Ah ok, that makes sense. I've been trying to see if FastKick will run on the GPUs but strangely I get this error every few bridge timesteps:
Traceback (most recent call last):
File "/cosma/home/dp016/dc-thom14/soft/amuse-gpu/amuse/examples/fred/galaxy_cluster_master.py", line 353, in <module>
main(**o.__dict__)
File "/cosma/home/dp016/dc-thom14/soft/amuse-gpu/amuse/examples/fred/galaxy_cluster_master.py", line 268, in main
integrator.evolve_model(time)
File "/cosma/home/dp016/dc-thom14/soft/amuse-gpu/amuse/src/amuse/couple/bridge.py", line 598, in evolve_model
return self.evolve_joined_leapfrog(tend, timestep)
File "/cosma/home/dp016/dc-thom14/soft/amuse-gpu/amuse/src/amuse/couple/bridge.py", line 624, in evolve_joined_leapfrog
self.kick_codes(timestep / 2.0)
File "/cosma/home/dp016/dc-thom14/soft/amuse-gpu/amuse/src/amuse/couple/bridge.py", line 756, in kick_codes
de += x.kick(dt)
File "/cosma/home/dp016/dc-thom14/soft/amuse-gpu/amuse/src/amuse/couple/bridge.py", line 478, in kick
self.kick_with_field_code(
File "/cosma/home/dp016/dc-thom14/soft/amuse-gpu/amuse/src/amuse/couple/bridge.py", line 516, in kick_with_field_code
ax,ay,az=field_code.get_gravity_at_point(
File "/cosma/home/dp016/dc-thom14/soft/amuse-gpu/amuse/src/amuse/couple/bridge.py", line 146, in get_gravity_at_point
return code.get_gravity_at_point(radius, x, y, z)

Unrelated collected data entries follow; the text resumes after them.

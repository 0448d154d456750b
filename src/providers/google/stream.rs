use futures::{Stream, StreamExt};
use tokio::sync::mpsc;

use super::models::GeminiResponse;
use crate::providers::sse::SseDecoder;
use crate::providers::types::{ProviderError, StreamEvent};

pub async fn parse_sse_stream<S, B, E>(stream: S, tx: mpsc::Sender<StreamEvent>)
where
    S: Stream<Item = Result<B, E>>,
    B: AsRef<[u8]>,
    E: std::fmt::Display,
{
    let mut stream = std::pin::pin!(stream);
    let mut decoder = SseDecoder::new();
    let mut last_tokens_in: Option<i64> = None;
    let mut last_tokens_out: Option<i64> = None;

    while let Some(chunk_result) = stream.next().await {
        let bytes = match chunk_result {
            Ok(b) => b,
            Err(e) => {
                let _ = tx
                    .send(StreamEvent::Error(ProviderError::NetworkError(format!(
                        "Stream error: {}",
                        e
                    ))))
                    .await;
                return;
            }
        };

        for data in decoder.push(bytes.as_ref()) {
            let response = match serde_json::from_str::<GeminiResponse>(&data) {
                Ok(r) => r,
                Err(e) => {
                    // Partial events may occur; keep going.
                    tracing::warn!("Failed to parse Gemini SSE data: {}", e);
                    continue;
                }
            };

            if let Some(error) = &response.error {
                let msg = error
                    .message
                    .clone()
                    .unwrap_or_else(|| "Unknown error".to_string());
                let _ = tx
                    .send(StreamEvent::Error(ProviderError::RequestFailed(msg)))
                    .await;
                return;
            }

            if let Some(text) = response.text() {
                if tx.send(StreamEvent::Token(text)).await.is_err() {
                    return; // receiver dropped
                }
            }

            // The last chunk usually carries the totals.
            if let Some(usage) = &response.usage_metadata {
                if usage.prompt_token_count.is_some() {
                    last_tokens_in = usage.prompt_token_count;
                }
                if usage.candidates_token_count.is_some() {
                    last_tokens_out = usage.candidates_token_count;
                }
            }
        }
    }

    let _ = tx
        .send(StreamEvent::Done {
            tokens_in: last_tokens_in,
            tokens_out: last_tokens_out,
        })
        .await;
}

File "/cosma/home/dp016/dc-thom14/soft/amuse-gpu/amuse/src/amuse/support/methods.py", line 168, in __call__
result = self.method(*list_arguments, **keyword_arguments)
File "/cosma/home/dp016/dc-thom14/soft/amuse-gpu/amuse/src/amuse/support/methods.py", line 166, in __call__
object = self.precall()
File "/cosma/home/dp016/dc-thom14/soft/amuse-gpu/amuse/src/amuse/support/methods.py", line 215, in precall
return self.definition.precall(self)
File "/cosma/home/dp016/dc-thom14/soft/amuse-gpu/amuse/src/amuse/support/interface.py", line 373, in precall
transition.do()
File "/cosma/home/dp016/dc-thom14/soft/amuse-gpu/amuse/src/amuse/support/state.py", line 123, in do
self.method.new_method()()
File "/cosma/home/dp016/dc-thom14/soft/amuse-gpu/amuse/src/amuse/support/methods.py", line 168, in __call__
result = self.method(*list_arguments, **keyword_arguments)

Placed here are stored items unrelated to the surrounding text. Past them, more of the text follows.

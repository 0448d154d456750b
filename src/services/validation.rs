use base64::Engine;
use serde::Deserialize;
use thiserror::Error;

use crate::config::Limits;
use crate::models::Role;
use crate::providers::registry::Capability;
use crate::providers::{ChatMessage, ImageAttachment, ModelConfig};

#[derive(Debug, Error, PartialEq, Eq)]
pub enum ValidationError {
    #[error("Invalid request: messages array required")]
    MissingMessages,

    #[error("Invalid request: unknown role '{0}'")]
    UnknownRole(String),

    #[error("Message must have either text or an image.")]
    EmptyMessage,

    #[error("Too many images: {count} attached, at most {max} allowed per message")]
    TooManyImages { count: usize, max: usize },

    #[error("Message too long: {chars} characters, at most {max} allowed")]
    TextTooLong { chars: usize, max: usize },

    #[error("Invalid image: {0}")]
    InvalidImage(String),

    #[error("Image too large: {size} bytes, at most {max} allowed")]
    ImageTooLarge { size: usize, max: usize },

    #[error("{0} does not accept images")]
    ImagesNotSupported(String),

    #[error("Request body too large: at most {max} bytes allowed")]
    BodyTooLarge { max: usize },
}

/// A chat message as clients send it: either `parts`, or `content` as a
/// string or a part list.
#[derive(Debug, Clone, Deserialize)]
pub struct InboundMessage {
    pub role: String,
    #[serde(default)]
    pub parts: Option<Vec<InboundPart>>,
    #[serde(default)]
    pub content: Option<InboundContent>,
}

#[derive(Debug, Clone, Deserialize)]
#[serde(untagged)]
pub enum InboundContent {
    Text(String),
    Parts(Vec<InboundPart>),
}

#[derive(Debug, Clone, Deserialize)]
#[serde(tag = "type", rename_all = "lowercase")]
pub enum InboundPart {
    Text { text: String },
    Image { image: String },
    #[serde(other)]
    Other,
}

/// The one internal view of a message body, whatever shape it arrived in.
/// Images are still undecoded data URIs.
#[derive(Debug, Clone, PartialEq)]
pub struct NormalizedMessage {
    pub role: Role,
    pub text_parts: Vec<String>,
    pub images: Vec<String>,
}

impl NormalizedMessage {
    pub fn text(&self) -> String {
        self.text_parts.join("\n")
    }

    pub fn text_chars(&self) -> usize {
        self.text_parts.iter().map(|t| t.chars().count()).sum()
    }

    pub fn has_body(&self) -> bool {
        self.text_parts.iter().any(|t| !t.trim().is_empty()) || !self.images.is_empty()
    }
}

impl InboundMessage {
    pub fn normalize(&self) -> Result<NormalizedMessage, ValidationError> {
        let role = Role::from_str(&self.role)
            .ok_or_else(|| ValidationError::UnknownRole(self.role.clone()))?;

        let parts: Vec<InboundPart> = match (&self.parts, &self.content) {
            (Some(parts), _) => parts.clone(),
            (None, Some(InboundContent::Parts(parts))) => parts.clone(),
            (None, Some(InboundContent::Text(text))) => vec![InboundPart::Text { text: text.clone() }],
            (None, None) => Vec::new(),
        };

        let mut normalized = NormalizedMessage {
            role,
            text_parts: Vec::new(),
            images: Vec::new(),
        };
        for part in parts {
            match part {
                InboundPart::Text { text } => normalized.text_parts.push(text),
                InboundPart::Image { image } => normalized.images.push(image),
                InboundPart::Other => {}
            }
        }
        Ok(normalized)
    }
}

/// Normalize every message and check the newest one against the limits.
/// Runs before any storage or provider work.
pub fn validate_messages(
    messages: &[InboundMessage],
    limits: &Limits,
) -> Result<Vec<NormalizedMessage>, ValidationError> {
    if messages.is_empty() {
        return Err(ValidationError::MissingMessages);
    }

    let normalized = messages
        .iter()
        .map(InboundMessage::normalize)
        .collect::<Result<Vec<_>, _>>()?;

    if let Some(last) = normalized.last() {
        check_limits(last, limits)?;
    }
    Ok(normalized)
}

pub fn check_limits(message: &NormalizedMessage, limits: &Limits) -> Result<(), ValidationError> {
    if message.images.len() > limits.max_images_per_message {
        return Err(ValidationError::TooManyImages {
            count: message.images.len(),
            max: limits.max_images_per_message,
        });
    }

    let chars = message.text_chars();
    if chars > limits.max_input_chars() {
        return Err(ValidationError::TextTooLong {
            chars,
            max: limits.max_input_chars(),
        });
    }

    if !message.has_body() {
        return Err(ValidationError::EmptyMessage);
    }
    Ok(())
}

/// Images only go to models that can see them.
pub fn check_model_support(model: &ModelConfig, message: &NormalizedMessage) -> Result<(), ValidationError> {
    if !message.images.is_empty() && !model.supports(Capability::Vision) {
        return Err(ValidationError::ImagesNotSupported(model.name.to_string()));
    }
    Ok(())
}

/// Decode a `data:image/...;base64,...` URI.
pub fn decode_data_uri(uri: &str, max_size: usize) -> Result<ImageAttachment, ValidationError> {
    let rest = uri
        .strip_prefix("data:")
        .ok_or_else(|| ValidationError::InvalidImage("expected a base64 data URI".to_string()))?;
    let (header, payload) = rest
        .split_once(',')
        .ok_or_else(|| ValidationError::InvalidImage("malformed data URI".to_string()))?;
    let mime_type = header
        .strip_suffix(";base64")
        .ok_or_else(|| ValidationError::InvalidImage("data URI is not base64".to_string()))?;
    if !mime_type.starts_with("image/") {
        return Err(ValidationError::InvalidImage(format!(
            "unsupported media type {}",
            mime_type
        )));
    }

    // Reject before decoding: base64 is 4 chars per 3 bytes.
    let estimated = payload.len() / 4 * 3;
    if estimated > max_size + 3 {
        return Err(ValidationError::ImageTooLarge {
            size: estimated,
            max: max_size,
        });
    }

    let data = base64::engine::general_purpose::STANDARD
        .decode(payload.trim())
        .map_err(|e| ValidationError::InvalidImage(e.to_string()))?;
    if data.len() > max_size {
        return Err(ValidationError::ImageTooLarge {
            size: data.len(),
            max: max_size,
        });
    }

    Ok(ImageAttachment {
        mime_type: mime_type.to_string(),
        data,
    })
}

/// Provider-ready messages with decoded images.
pub fn to_chat_messages(
    messages: &[NormalizedMessage],
    max_image_size: usize,
) -> Result<Vec<ChatMessage>, ValidationError> {
    messages
        .iter()
        .map(|m| {
            let images = m
                .images
                .iter()
                .map(|uri| decode_data_uri(uri, max_image_size))
                .collect::<Result<Vec<_>, _>>()?;
            Ok(ChatMessage {
                role: m.role,
                content: m.text(),
                images,
            })
        })
        .collect()
}

#[cfg(test)]
mod tests {
    use super::*;
    use serde_json::json;

    fn parse(value: serde_json::Value) -> Vec<InboundMessage> {
        serde_json::from_value(value).unwrap()
    }

    const PNG_URI: &str = "data:image/png;base64,iVBORw==";

    #[test]
    fn test_all_shapes_normalize_alike() {
        let shapes = parse(json!([
            {"role": "user", "parts": [{"type": "text", "text": "hi"}, {"type": "image", "image": PNG_URI}]},
            {"role": "user", "content": [{"type": "text", "text": "hi"}, {"type": "image", "image": PNG_URI}]},
        ]));
        let a = shapes[0].normalize().unwrap();
        let b = shapes[1].normalize().unwrap();
        assert_eq!(a, b);
        assert_eq!(a.images.len(), 1);

        let plain = parse(json!([{"role": "user", "content": "hi"}]));
        let c = plain[0].normalize().unwrap();
        assert_eq!(c.text(), "hi");
        assert!(c.images.is_empty());
    }

    #[test]
    fn test_unknown_parts_are_ignored() {
        let msgs = parse(json!([
            {"role": "assistant", "parts": [{"type": "step-start"}, {"type": "text", "text": "ok"}]}
        ]));
        assert_eq!(msgs[0].normalize().unwrap().text_parts, vec!["ok".to_string()]);
    }

    #[test]
    fn test_too_many_images() {
        let limits = Limits::default();
        let msgs = parse(json!([
            {"role": "user", "content": [
                {"type": "image", "image": PNG_URI},
                {"type": "image", "image": PNG_URI}
            ]}
        ]));
        let err = validate_messages(&msgs, &limits).unwrap_err();
        assert_eq!(err, ValidationError::TooManyImages { count: 2, max: 1 });
    }

    #[test]
    fn test_text_limit_counts_all_parts() {
        let limits = Limits {
            max_input_tokens: 2,
            ..Limits::default()
        };
        let msgs = parse(json!([
            {"role": "user", "parts": [{"type": "text", "text": "abcde"}, {"type": "text", "text": "fghi"}]}
        ]));
        let err = validate_messages(&msgs, &limits).unwrap_err();
        assert_eq!(err, ValidationError::TextTooLong { chars: 9, max: 8 });
    }

    #[test]
    fn test_only_last_message_is_limited() {
        let limits = Limits {
            max_input_tokens: 1,
            ..Limits::default()
        };
        let msgs = parse(json!([
            {"role": "user", "content": "a long earlier message"},
            {"role": "user", "content": "ok"}
        ]));
        assert_eq!(validate_messages(&msgs, &limits).unwrap().len(), 2);
    }

    #[test]
    fn test_empty_and_bad_role() {
        let limits = Limits::default();
        assert_eq!(
            validate_messages(&[], &limits).unwrap_err(),
            ValidationError::MissingMessages
        );
        let msgs = parse(json!([{"role": "robot", "content": "x"}]));
        assert_eq!(
            validate_messages(&msgs, &limits).unwrap_err(),
            ValidationError::UnknownRole("robot".into())
        );
        let msgs = parse(json!([{"role": "user", "content": "  "}]));
        assert_eq!(
            validate_messages(&msgs, &limits).unwrap_err(),
            ValidationError::EmptyMessage
        );
    }

    #[test]
    fn test_decode_data_uri() {
        let image = decode_data_uri(PNG_URI, 1024).unwrap();
        assert_eq!(image.mime_type, "image/png");
        assert_eq!(image.data, vec![0x89, b'P', b'N', b'G']);

        assert!(matches!(
            decode_data_uri("https://example.com/cat.png", 1024),
            Err(ValidationError::InvalidImage(_))
        ));
        assert!(matches!(
            decode_data_uri("data:text/plain;base64,aGk=", 1024),
            Err(ValidationError::InvalidImage(_))
        ));
        assert!(matches!(
            decode_data_uri(PNG_URI, 3),
            Err(ValidationError::ImageTooLarge { size: 4, max: 3 })
        ));
    }

    #[test]
    fn test_images_need_a_vision_model() {
        use crate::models::ProviderId;
        use crate::providers::registry::Tier;

        let text_only = ModelConfig {
            id: "text-only",
            name: "Text Only",
            provider: ProviderId::OpenAi,
            api_identifier: "text-only",
            tier: Tier::Free,
            capabilities: &[],
        };
        let msgs = parse(json!([{"role": "user", "content": [
            {"type": "text", "text": "what is this?"},
            {"type": "image", "image": PNG_URI},
        ]}]));
        let with_image = msgs[0].normalize().unwrap();
        assert_eq!(
            check_model_support(&text_only, &with_image).unwrap_err(),
            ValidationError::ImagesNotSupported("Text Only".into())
        );

        let plain = parse(json!([{"role": "user", "content": "hi"}]));
        assert!(check_model_support(&text_only, &plain[0].normalize().unwrap()).is_ok());

        let vision = crate::providers::find_model("gpt-4o-mini").unwrap();
        assert!(check_model_support(vision, &with_image).is_ok());
    }
}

File "/cosma/home/dp016/dc-thom14/soft/amuse-gpu/amuse/src/amuse/support/methods.py", line 168, in __call__
result = self.method(*list_arguments, **keyword_arguments)
File "/cosma/home/dp016/dc-thom14/soft/amuse-gpu/amuse/src/amuse/support/methods.py", line 168, in __call__
result = self.method(*list_arguments, **keyword_arguments)

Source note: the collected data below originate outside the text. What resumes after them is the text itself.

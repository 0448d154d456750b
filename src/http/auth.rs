use axum::async_trait;
use axum::extract::FromRequestParts;
use axum::http::header::AUTHORIZATION;
use axum::http::request::Parts;
use axum::http::HeaderMap;

use super::state::AppState;
use crate::error::AppError;
use crate::models::User;

/// The verified caller. Seeing a user for the first time creates their row.
#[derive(Debug, Clone)]
pub struct AuthUser(pub User);

impl AuthUser {
    pub fn id(&self) -> &str {
        &self.0.id
    }

    pub async fn from_headers(headers: &HeaderMap, state: &AppState) -> Result<Self, AppError> {
        let header = headers.get(AUTHORIZATION).and_then(|v| v.to_str().ok());
        let identity = state.verifier.verify_header(header)?;
        let user = state
            .db
            .upsert_user(&identity.user_id, identity.email.as_deref(), identity.name.as_deref())
            .await
            .map_err(AppError::Persistence)?;
        Ok(Self(user))
    }
}

#[async_trait]
impl FromRequestParts<AppState> for AuthUser {
    type Rejection = AppError;

    async fn from_request_parts(parts: &mut Parts, state: &AppState) -> Result<Self, Self::Rejection> {
        Self::from_headers(&parts.headers, state).await
    }
}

File "/cosma/home/dp016/dc-thom14/soft/amuse-gpu/amuse/src/amuse/support/methods.py", line 170, in __call__
result = self.convert_result(result)
File "/cosma/home/dp016/dc-thom14/soft/amuse-gpu/amuse/src/amuse/support/methods.py", line 209, in convert_result
return self.definition.convert_result(self, result)
File "/cosma/home/dp016/dc-thom14/soft/amuse-gpu/amuse/src/amuse/support/interface.py", line 682, in convert_result
return self.handle_return_value(method, result)
File "/cosma/home/dp016/dc-thom14/soft/amuse-gpu/amuse/src/amuse/support/interface.py", line 614, in handle_as_unit
unit.append_result_value(method, self, value, result)
File "/cosma/home/dp016/dc-thom14/soft/amuse-gpu/amuse/src/amuse/support/interface.py", line 70, in append_result_value
self.convert_result_value(method, definition, value)
File "/cosma/home/dp016/dc-thom14/soft/amuse-gpu/amuse/src/amuse/support/interface.py", line 80, in convert_result_value
definition.handle_errorcode(errorcode)
File "/cosma/home/dp016/dc-thom14/soft/amuse-gpu/amuse/src/amuse/support/interface.py", line 586, in handle_errorcode
raise exceptions.AmuseException(
amuse.support.exceptions.AmuseException: Error when calling 'commit_particles' of a '<class 'amuse.community.fastkick.interface.FastKick'>', errorcode is -3
It seems to happen randomly but usually after the third bridge timestep Any Idea what could be causing this? Is it a GPU configuration problem? It doesn't seem to happen with mode='cpu'
This issue has been automatically marked as stale because it has not had recent activity. It will be closed in 28 days if no further activity occurs. Thank you for your contributions.